Herman J. Mankiewicz - Writer and Screenwriter - Success in Hollywood

Success in Hollywood

After a month in the movie business, Mankiewicz signed a year’s contract at $400 a week plus bonuses. By the end of 1927, he was head of Paramount’s scenario department, and film author and historian Pauline Kael writes that "in January, 1928, there was a newspaper item reporting that he was in New York 'lining up a new set of newspaper feature writers and playwrights to bring to Hollywood,' and that 'most of the newer writers on Paramount’s staff who contributed the most successful stories of the past year' were selected by 'Mank.'" Film historian Scott Eyman notes that Mankiewicz was put in charge of writer recruitment by Paramount. However, as "a hard-drinking gambler, he hired men in his own image: Ben Hecht, Bartlett Cormack, Edwin Justus Mayer, writers comfortable with the iconoclasm of big-city newsrooms who would introduce their sardonic worldliness to movie audiences.

Becoming a major screenwriter

Kael notes that "beginning in 1926, Mankiewicz worked on an astounding number of films." In 1927 and 1928, he did the titles (the printed dialogue and explanations) for at least twenty-five films that starred Clara Bow, Bebe Daniels, Nancy Carroll, Wallace Beery, and other public favorites. By then, sound had come in, and in 1929 he did the script as well as the dialogue for The Dummy, and did the scripts for many directors, including William Wellman and Josef von Sternberg.

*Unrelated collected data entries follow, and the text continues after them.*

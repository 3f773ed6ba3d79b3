pub mod admission;
pub mod broker;
pub mod cache;
pub mod config;
pub mod error;
pub mod job;
pub mod job_store;
pub mod retry;
pub mod router;
pub mod scraper;
pub mod service;
pub mod sweeper;
pub mod testutil;
pub mod warming;
pub mod worker;

pub use admission::{Admission, AdmissionController, QuotaLedger, QuotaPolicy, Tier, TierQuota, Unmetered};
pub use broker::{Delivery, MemoryBroker, MessageBroker};
pub use cache::{CacheKey, CacheStore, CacheTtls, CounterState, MemoryCache, ScrapeMetadata, ScreenshotCache};
pub use config::RuntimeConfig;
pub use error::AppError;
pub use job::{Job, JobStatus, JobStatusReport, NewJob, Priority, QueueMessage, Store, Transition};
pub use job_store::{JobStore, MemoryJobStore};
pub use retry::{NextAction, RetryPolicy, ScrapeOutcome};
pub use router::{JobRouter, queue_for};
pub use scraper::{ScrapeError, Scraper, ScraperRegistry};
pub use service::{BatchItem, QueueStats, ScreenshotService, SubmitRequest, SubmitResponse};
pub use sweeper::{MaintenanceSweeper, SweepReport, SweeperConfig};
pub use warming::{WarmReport, WarmTarget};
pub use worker::{PoolConfig, TracingWorkerReporter, WorkerPool, WorkerReporter, WorkerService};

Other screenwriters made large contributions, too, but "probably none larger than Mankiewicz’s," according to Kael. At the beginning of the sound era he was one of the highest-paid writers in the world, because, Kael writes, "he wrote the kind of movies that were disapproved of as "fast" and immoral. His heroes weren’t soft-eyed and bucolic; he brought good-humored toughness to the movies, and energy and astringency. And the public responded, because it was eager for modern American subjects." He was described as "a Promethean wit bound in a Promethean body, one of the most entertaining men in existence... called the 'Central Park West Voltaire' by Ben Hecht.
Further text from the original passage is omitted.